Funny about the uninterruped sequence of spoken "Hello"s.
I'm not sure who wrote it, but I have one which GoodNES calls "Sampled Sound Test (PD)" which is exactly what you described - playing "Hello" 7 different ways (DMC, raw PCM, amplitude modulation on all 4 pulse duty cycles, and pulse width modulation).
That was mine. Thanks for rehosting it.
I will warn that the PWM is completely bugged, as I had no way to test it at the time. Mostly it was to convince emulator authors to improve resolution of volume writes ($4000) from frame-accurate to at least scanline- if not cycle-accurate the way $4011 was.
I was considering making a ROM that's nearly silent on an authentic NES or accurate emulator but produces "your clone is crap" on something with the swapped duty cycles of some famiclones.
Could the square versions be done without changing the volume of a carrier wave? Resetting the phase every sample or something so it sounds just like a 4-bit sample without any tones?
Dwedit wrote:
Could the square versions be done without changing the volume of a carrier wave? Resetting the phase every sample or something so it sounds just like a 4-bit sample without any tones?

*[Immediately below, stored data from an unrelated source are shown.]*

//! Archive: tar a batch's origin directory and upload it to remote storage

use crate::blocking::run_blocking;
use crate::error::{PipelineError, PipelineResult, StepResult};
use crate::progress::{file_progress, track_progress};
use crate::steps::{step_output, StepContext, StepDeps, StepHandler, StepKind};
use async_trait::async_trait;
use runstage_common::checksum::{compute_file_checksum, digests_match};
use runstage_common::types::{ChecksumAlgorithm, DatasetState};
use serde_json::json;
use std::fs::File;
use std::path::{Path, PathBuf};
use tracing::{info, instrument};

/// Remote key for a batch archive, e.g. `archive/run42.tar`
pub fn archive_key(prefix: &str, name: &str) -> String {
    let prefix = prefix.trim_matches('/');
    if prefix.is_empty() {
        format!("{name}.tar")
    } else {
        format!("{prefix}/{name}.tar")
    }
}

/// Write `origin` into a tar at `target`, under a top-level directory `name`
pub fn create_archive(origin: &Path, name: &str, target: &Path) -> PipelineResult<()> {
    let file = File::create(target)?;
    let mut builder = tar::Builder::new(file);
    builder.follow_symlinks(false);
    builder.append_dir_all(name, origin)?;
    builder.into_inner()?.sync_all()?;
    Ok(())
}

/// The `archive` step
pub struct ArchiveStep {
    deps: StepDeps,
}

impl ArchiveStep {
    pub fn new(deps: StepDeps) -> Self {
        Self { deps }
    }

    async fn execute(&self, ctx: &StepContext) -> PipelineResult<serde_json::Value> {
        let config = &self.deps.config;
        let batch = self.deps.api.get_batch(&ctx.correlation_id).await?;

        if !batch.origin_path.is_dir() {
            return Err(PipelineError::Validation(format!(
                "Origin {} is not a directory",
                batch.origin_path.display()
            )));
        }

        tokio::fs::create_dir_all(&config.paths.scratch).await?;
        let tar_path: PathBuf = config.paths.scratch.join(format!("{}.tar", batch.name));
        if tokio::fs::try_exists(&tar_path).await? {
            tokio::fs::remove_file(&tar_path).await?;
        }

        let (origin, name, target) =
            (batch.origin_path.clone(), batch.name.clone(), tar_path.clone());
        let (sink, watched) = (ctx.progress.clone(), tar_path.clone());
        track_progress(
            config.progress_interval(),
            move || file_progress(sink.clone(), watched.clone(), batch.du_size, "archive"),
            run_blocking(move || create_archive(&origin, &name, &target)),
        )
        .await?;

        let hashed = tar_path.clone();
        let local_digest =
            run_blocking(move || Ok(compute_file_checksum(&hashed, ChecksumAlgorithm::Md5)?))
                .await?;

        let key = archive_key(&config.paths.archive_prefix, &batch.name);
        let stored = self.deps.storage.put(&tar_path, &key).await?;

        let remote_digest = self.deps.storage.get_hash(&stored).await?;
        if !digests_match(&local_digest, &remote_digest) {
            return Err(PipelineError::Integrity {
                path: tar_path,
                expected: local_digest,
                actual: remote_digest,
            });
        }

        self.deps
            .api
            .update_batch(
                &ctx.correlation_id,
                json!({ "archive_path": stored, "md5": local_digest }),
            )
            .await?;

        tokio::fs::remove_file(&tar_path).await?;
        self.deps
            .api
            .add_state_to_dataset(&ctx.correlation_id, DatasetState::Archived)
            .await?;

        info!(key = %stored, md5 = %local_digest, "Batch archived");
        Ok(step_output(
            &ctx.correlation_id,
            json!({ "archive_path": stored, "md5": local_digest }),
        ))
    }
}

#[async_trait]
impl StepHandler for ArchiveStep {
    fn kind(&self) -> StepKind {
        StepKind::Archive
    }

    #[instrument(skip_all, fields(id = %ctx.correlation_id, attempt = ctx.attempt))]
    async fn run(&self, ctx: StepContext) -> StepResult {
        Ok(self.execute(&ctx).await?)
    }
}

Isn't the PWM example at the end supposed to be the "without changing the volume" version?
Duty 3 starts high, so you can set a low freq and frequently reset phase to
only use the volume as a 4-bit DAC. The other 3 duties start low, so you can't with them. With this method the high frequency tone in the other examples could be avoided.

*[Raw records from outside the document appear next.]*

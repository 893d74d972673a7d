//! Common types used across runstage

use chrono::{DateTime, Utc};
use serde::{Deserialize, Serialize};
use std::path::PathBuf;

/// Checksum algorithm type
#[derive(Debug, Clone, Copy, PartialEq, Eq, Serialize, Deserialize, Default)]
#[serde(rename_all = "lowercase")]
pub enum ChecksumAlgorithm {
    /// The algorithm remote storage reports for its objects
    #[default]
    Md5,
    Sha256,
}

impl std::fmt::Display for ChecksumAlgorithm {
    fn fmt(&self, f: &mut std::fmt::Formatter<'_>) -> std::fmt::Result {
        match self {
            ChecksumAlgorithm::Md5 => write!(f, "md5"),
            ChecksumAlgorithm::Sha256 => write!(f, "sha256"),
        }
    }
}

// ============================================================================
// Pipeline Records
// ============================================================================

/// A sequencing run discovered under a source directory.
///
/// Batches are created once by the registration scanner and then enriched by
/// each pipeline step (`du_size` by inspect, `archive_path` by archive,
/// `stage_path` by stage, `report_id` by report). They are never deleted here.
#[derive(Debug, Clone, Serialize, Deserialize, PartialEq)]
pub struct Batch {
    /// Identifier assigned by the external API
    pub id: String,

    /// Unique name, taken from the source directory name (e.g. "run42")
    pub name: String,

    /// Absolute, resolved source directory
    pub origin_path: PathBuf,

    /// Workflow driving this batch through the pipeline
    #[serde(default)]
    pub workflow_id: Option<String>,

    /// Directory the archive was extracted into
    #[serde(default)]
    pub stage_path: Option<PathBuf>,

    /// Identifier of the last generated QC report
    #[serde(default)]
    pub report_id: Option<String>,

    /// Archive location in remote storage
    #[serde(default)]
    pub archive_path: Option<String>,

    /// Disk usage of the origin directory in bytes
    #[serde(default)]
    pub du_size: Option<u64>,

    /// Number of regular files found by inspect
    #[serde(default)]
    pub num_files: Option<u64>,

    /// Latest pipeline state tag
    #[serde(default)]
    pub state: Option<DatasetState>,
}

/// Payload used to register a new batch
#[derive(Debug, Clone, Serialize, Deserialize, PartialEq, Eq)]
pub struct NewBatch {
    pub name: String,
    pub origin_path: PathBuf,
    pub workflow_id: String,
}

/// The staging-level view of a batch
#[derive(Debug, Clone, Serialize, Deserialize, PartialEq, Eq)]
pub struct Dataset {
    pub id: String,
    pub name: String,

    /// Declared type, selects the staging root (e.g. "raw_data")
    #[serde(rename = "type")]
    pub dataset_type: String,

    /// Archive location in remote storage
    pub archive_path: String,
}

/// State tags added to a dataset as it moves through the pipeline
#[derive(Debug, Clone, Copy, PartialEq, Eq, Serialize, Deserialize)]
#[serde(rename_all = "SCREAMING_SNAKE_CASE")]
pub enum DatasetState {
    Registered,
    Inspected,
    Archived,
    Staged,
    Validated,
    Reported,
}

impl DatasetState {
    pub fn as_str(&self) -> &'static str {
        match self {
            DatasetState::Registered => "REGISTERED",
            DatasetState::Inspected => "INSPECTED",
            DatasetState::Archived => "ARCHIVED",
            DatasetState::Staged => "STAGED",
            DatasetState::Validated => "VALIDATED",
            DatasetState::Reported => "REPORTED",
        }
    }
}

impl std::fmt::Display for DatasetState {
    fn fmt(&self, f: &mut std::fmt::Formatter<'_>) -> std::fmt::Result {
        f.write_str(self.as_str())
    }
}

// ============================================================================
// Progress
// ============================================================================

/// Snapshot of an in-flight transfer or tool run
#[derive(Debug, Clone, Serialize, Deserialize, PartialEq)]
pub struct ProgressRecord {
    /// What is being tracked (e.g. "remote_get")
    pub name: String,

    /// Units processed so far
    pub done: u64,

    /// Total units, when known
    pub total: Option<u64>,

    /// `done / total`, absent when the total is unknown or zero
    pub percent_done: Option<f64>,

    /// Unit tag, "bytes" for file based progress
    pub units: String,

    pub recorded_at: DateTime<Utc>,
}

impl ProgressRecord {
    /// Byte based progress record
    pub fn bytes(name: impl Into<String>, done: u64, total: Option<u64>) -> Self {
        let percent_done = match total {
            Some(total) if total > 0 => Some(done as f64 / total as f64),
            _ => None,
        };

        Self {
            name: name.into(),
            done,
            total,
            percent_done,
            units: "bytes".to_string(),
            recorded_at: Utc::now(),
        }
    }
}

#[cfg(test)]
#[allow(clippy::unwrap_used, clippy::expect_used)]
mod tests {
    use super::*;
    use serde_json::json;

    #[test]
    fn test_progress_fraction() {
        let record = ProgressRecord::bytes("remote_get", 25, Some(100));
        assert_eq!(record.percent_done, Some(0.25));
        assert_eq!(record.units, "bytes");

        assert_eq!(ProgressRecord::bytes("x", 10, None).percent_done, None);
        assert_eq!(ProgressRecord::bytes("x", 10, Some(0)).percent_done, None);
    }

    #[test]
    fn test_batch_deserializes_minimal_record() {
        let batch: Batch = serde_json::from_value(json!({
            "id": "b-1",
            "name": "run42",
            "origin_path": "/data/run42",
            "state": "STAGED"
        }))
        .unwrap();

        assert_eq!(batch.name, "run42");
        assert_eq!(batch.state, Some(DatasetState::Staged));
        assert!(batch.stage_path.is_none());
        assert!(batch.report_id.is_none());
    }

    #[test]
    fn test_dataset_type_field_name() {
        let dataset: Dataset = serde_json::from_value(json!({
            "id": "d-1",
            "name": "run42",
            "type": "RAW_DATA",
            "archive_path": "archive/run42.tar"
        }))
        .unwrap();
        assert_eq!(dataset.dataset_type, "RAW_DATA");
    }

    #[test]
    fn test_state_serialization() {
        assert_eq!(serde_json::to_value(DatasetState::Staged).unwrap(), json!("STAGED"));
        assert_eq!(DatasetState::Validated.to_string(), "VALIDATED");
    }
}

Dunno why you'd want to use a square channel to do the DMC's job though. ;P (Aside from curiosity.)
I meant using Duty Cycle #3 (seems to be the only one that starts high) at a low frequency, and resetting the wave phase every write, so the volume always stays in the high position, never going to the low position.
This would be a 4-bit version of raw PCM basically.
tepples wrote:
I was considering making a ROM that's nearly silent on an authentic NES or accurate emulator but produces "your clone is crap" on something with the swapped duty cycles of some famiclones.
I'd suggest making it more humorous/compatible
and play the wrong duties, then go "Wait, you're on a clone with swapped duties; HERE is the way it should sound." have some silly animation swap the duty-cycle graphics.
You can't detect incorrect duty cycles in software, you can only use audio cancellation artifacts.
The only audio-related stuff you can detect is stuff like improper timing for the frame counter, or IRQs not working the way they should.
As for why you'd want to use 4-bit PCM force fed through the square channel... Maybe you just want it to be easier to add two channels together?
Dwedit wrote:
You can't detect incorrect duty cycles in software.
You can detect Dendy video timing, and presume it's swapped if you find that, but it doesn't apply to all clones with Dendy timing, unfortunately.
B00daw made a test of 4-bit square PCM a while back (sometime ine 2012 I think) but I can't seem to find it.
Edit: thefox made one a while back, it seems, but the link is dead:
post mentioning it /
archived link
rainwarrior wrote:
Edit: thefox made one a while back, it seems, but the link is dead:
post mentioning it /
archived linkThat one had a bug in it (didn't properly initialize sweep registers, IIRC), so I wouldn't advice to trying to find it. I don't think I ever got around to fixing it.
Anyway, the overhead of having to operate two pulse channels could easily be worse than the one ADC instruction you'd need to do it in software. Probably not worth it.
Dwedit wrote:
As for why you'd want to use 4-bit PCM force fed through the square channel... Maybe you just want it to be easier to add two channels together?
That or play DPCM samples and PCM samples at once. Otherwise they step on each other's fingers in $4011.